Het hele debat geeft ten slotte de indruk dat het ontwerp specifiek tegen het Vlaams Belang is gericht. De tekst geldt echter voor alle partijen, ook voor de Franstalige, die op dezelfde manier zouden tewerk gaan. Het gaat geenszins om een instrument tegen een Vlaamse partij, er is geen taalkundige of communautaire inzet.
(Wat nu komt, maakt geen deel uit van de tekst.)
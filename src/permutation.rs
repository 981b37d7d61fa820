/// Rearranges `indices` into the next permutation in lexicographic order. Returns `false` (and
/// leaves `indices` sorted ascending again) when `indices` was already the last permutation.
///
/// Starting from the ascending sequence and calling this until it returns `false` visits every
/// permutation exactly once, as long as all elements are distinct.
pub fn next_permutation(indices: &mut [usize]) -> bool {
	if indices.len() < 2 {
		return false;
	}

	// The suffix after `pivot` is non-increasing, so it is already its own last permutation
	let mut pivot = indices.len() - 1;
	while pivot > 0 && indices[pivot - 1] >= indices[pivot] {
		pivot -= 1;
	}
	if pivot == 0 {
		indices.reverse();
		return false;
	}
	let pivot = pivot - 1;

	let mut successor = indices.len() - 1;
	while indices[successor] <= indices[pivot] {
		successor -= 1;
	}
	indices.swap(pivot, successor);
	indices[pivot + 1..].reverse();
	true
}
use crate::problem::*;

/// This struct simulates a single machine that processes jobs back-to-back, starting at time 0.
/// Users can invoke the `schedule(Job)` method to dispatch jobs, and this simulator keeps track
/// of the total weighted tardiness of the jobs that have been dispatched so far.
#[derive(Clone, Debug)]
pub struct Simulator {
	current_time: Time,
	total_penalty: Cost,
}

impl Simulator {

	/// Constructs a new simulator of an idle machine. No jobs are dispatched initially.
	pub fn new() -> Self {
		Self { current_time: 0, total_penalty: 0 }
	}

	/// Dispatches `job` right after the previously dispatched job, and returns the penalty that
	/// it contributes.
	pub fn schedule(&mut self, job: Job) -> Cost {
		self.current_time += job.get_processing_time();
		let penalty = job.penalty_when_finished_at(self.current_time);
		self.total_penalty += penalty;
		penalty
	}

	/// The time at which the most recently dispatched job finishes
	pub fn current_time(&self) -> Time { self.current_time }

	pub fn total_penalty(&self) -> Cost { self.total_penalty }
}

/// Computes the total weighted tardiness when the jobs are processed in the order given by
/// `indices`, which are indices into `jobs` (not job ids).
pub fn evaluate(jobs: &[Job], indices: &[usize]) -> Cost {
	let mut simulator = Simulator::new();
	for &index in indices {
		simulator.schedule(jobs[index]);
	}
	simulator.total_penalty()
}

/// Like `evaluate`, but for an order given by job ids, like the `order` of a `Schedule`. Returns
/// `None` when `ids` contains an id that none of the `jobs` has.
pub fn evaluate_ids(jobs: &[Job], ids: &[usize]) -> Option<Cost> {
	let mut simulator = Simulator::new();
	for &id in ids {
		let job = jobs.iter().find(|job| job.get_id() == id)?;
		simulator.schedule(*job);
	}
	Some(simulator.total_penalty())
}
use super::TransactionStore;
use crate::models::{AggregateStats, ServerStats, Transaction, TransactionType};
use crate::types::timestamp;

use std::str::FromStr;

use anyhow::{anyhow, Result};
use rust_decimal::Decimal;

fn create_transaction(id: i64, amount: &str, transaction_type: TransactionType) -> Result<Transaction> {
    Ok(Transaction {
        id,
        date: "2024-03-01".to_string(),
        description: format!("Transaction {id}"),
        amount: Decimal::from_str(amount)?,
        transaction_type,
        created_at: timestamp::parse("2024-03-01T09:00:00Z")?
    })
}

fn sample_transactions() -> Result<Vec<Transaction>> {
    Ok(vec![
        create_transaction(7, "3000.00", TransactionType::Credit)?,
        create_transaction(42, "-120.40", TransactionType::Debit)?,
        create_transaction(43, "-9.99", TransactionType::Debit)?,
        create_transaction(44, "15.00", TransactionType::Credit)?,
    ])
}

fn independent_totals(transactions: &[Transaction]) -> (Decimal, Decimal) {
    let income = transactions.iter()
        .filter(|transaction| transaction.transaction_type == TransactionType::Credit)
        .map(|transaction| transaction.amount)
        .sum();
    let expenses = transactions.iter()
        .filter(|transaction| transaction.transaction_type == TransactionType::Debit)
        .map(|transaction| transaction.amount)
        .sum();

    (income, expenses)
}

#[test]
fn test_new_store_is_empty_with_zero_aggregates() {
    let store = TransactionStore::new();

    assert!(store.transactions().is_empty());
    assert_eq!(store.stats(), AggregateStats::default());
}

#[test]
fn test_replace_all_keeps_aggregates_consistent_with_collection() -> Result<()> {
    let mut store = TransactionStore::new();

    store.replace_all(sample_transactions()?);

    let stats = store.stats();
    let (income, expenses) = independent_totals(store.transactions());

    assert_eq!(stats.total_count, 4);
    assert_eq!(stats.total_income, income);
    assert_eq!(stats.total_expenses, expenses);
    assert_eq!(stats.total_balance, stats.total_income + stats.total_expenses);
    assert_eq!(stats.total_balance, Decimal::from_str("2884.61")?);

    Ok(())
}

#[test]
fn test_replace_all_discards_previous_collection() -> Result<()> {
    let mut store = TransactionStore::new();
    store.replace_all(sample_transactions()?);

    store.replace_all(vec![create_transaction(100, "-5.00", TransactionType::Debit)?]);

    assert_eq!(store.stats().total_count, 1);
    assert!(!store.contains(42));
    assert_eq!(store.stats().total_balance, Decimal::from_str("-5")?);

    Ok(())
}

#[test]
fn test_remove_updates_aggregates() -> Result<()> {
    let mut store = TransactionStore::new();
    store.replace_all(sample_transactions()?);

    let removed = store.remove(42).ok_or_else(|| anyhow!("Transaction 42 was not removed"))?;

    assert_eq!(removed.id, 42);
    assert!(!store.contains(42));
    assert_eq!(store.stats().total_count, 3);
    assert_eq!(store.stats().total_expenses, Decimal::from_str("-9.99")?);
    assert_eq!(store.stats().total_balance, Decimal::from_str("3005.01")?);

    Ok(())
}

#[test]
fn test_remove_of_unknown_id_changes_nothing() -> Result<()> {
    let mut store = TransactionStore::new();
    store.replace_all(sample_transactions()?);
    let before = store.stats();

    assert!(store.remove(999).is_none());
    assert_eq!(store.stats(), before);

    Ok(())
}

#[test]
fn test_server_stats_check_reports_disagreement() -> Result<()> {
    let mut store = TransactionStore::new();
    store.replace_all(sample_transactions()?);

    let matching = ServerStats {
        total_transactions: 4,
        total_credits: Decimal::from_str("3015.00")?,
        total_debits: Decimal::from_str("-130.39")?
    };
    let stale = ServerStats { total_transactions: 3, ..matching };

    assert!(store.check_server_stats(&matching));
    assert!(!store.check_server_stats(&stale));

    Ok(())
}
Het mechanisme, waarvan het beginsel overigens sinds lang is aangenomen, is ontworpen om in te gaan tegen partijen die argumenten aanvoeren om bepaalde groepen in de samenleving te stigmatiseren, ongeacht de herkomst van die partijen.

De heer Van Hauthem stelt vast dat de minister van Binnenlandse Zaken weigert in te gaan op het argument dat tal van stellingen die door het Vlaams Belang worden verdedigd maar door andere partijen worden verketterd, in het buitenland reeds regeringsbeleid zijn geworden.

Het verzet van het Vlaams Belang tegen dit wetsontwerp is ingegeven door twee overwegingen. In de eerste plaats is het overduidelijk dat dit ontwerp het Vlaams Belang viseert. Ten tweede staat dit ontwerp niet op zich. Het is een nieuwe stap in de jacht die sinds vijftien jaar niet alleen met politieke, maar nu ook met juridische en financiële middelen, op het Vlaams Belang wordt gemaakt.

Daarbij valt op hoezeer politieke tegenstanders van het Vlaams Belang een bocht hebben genomen. Zo verklaarde de minister vroeger dat het Vlaams Blok in de politieke arena moest worden bestreden. Nu verdedigt hij de stelling dat ook de juridische, inzonderheid de gerechtelijke, weg moet worden bewandeld. Dat leidt tot een juridisering van het politieke debat, dat voor rechtscolleges zal worden uitgevochten. Daartoe werd in een recent verleden de Grondwet en verschillende wetten gewijzigd. Deze strategie roept heel wat bezwaren op, onder meer in de gerechtelijke wereld waaraan een politieke rol werd toebedeeld.

Zo verklaarde de rechtbank van eerste aanleg van Brussel in het eerste vonnis tegen de drie VZW's van het Vlaams Blok : « De bijzondere belangstelling van de media, waarbij de internationale media voornamelijk tijdens de eerste debatten, spreekt de bezorgdheid van de rechtbank niet tegen dat justitie als tribune wordt gebruikt voor een politieke afrekening. Het behoort deze rechtbank niet te zeggen dat het wenselijk is politiek en justitie te mengen. »

Op het argument van de heer Moureaux dat het hof van beroep van Gent een andere stelling heeft verdedigd, antwoordt de heer Van Hauthem dat men daar uiteindelijk wel rechters heeft gevonden die deze politieke rol willen spelen.

Met dit ontwerp wordt de rechterlijke macht dus opnieuw ingeschakeld in de strijd tussen politieke partijen. Dat is ondemocratisch.

De opmerking van de minister dat het Vlaams Belang zich geviseerd voelt, snijdt geen hout. De timing die is gevolgd om dit ontwerp nu te behandelen, wijst erop dat de meerderheid zich gesterkt voelde door het arrest van het Hof van Cassatie en de uitspraken van prins Filip over het Vlaams Blok. Het Vlaams Belang heeft dus alle reden om zich geviseerd te voelen.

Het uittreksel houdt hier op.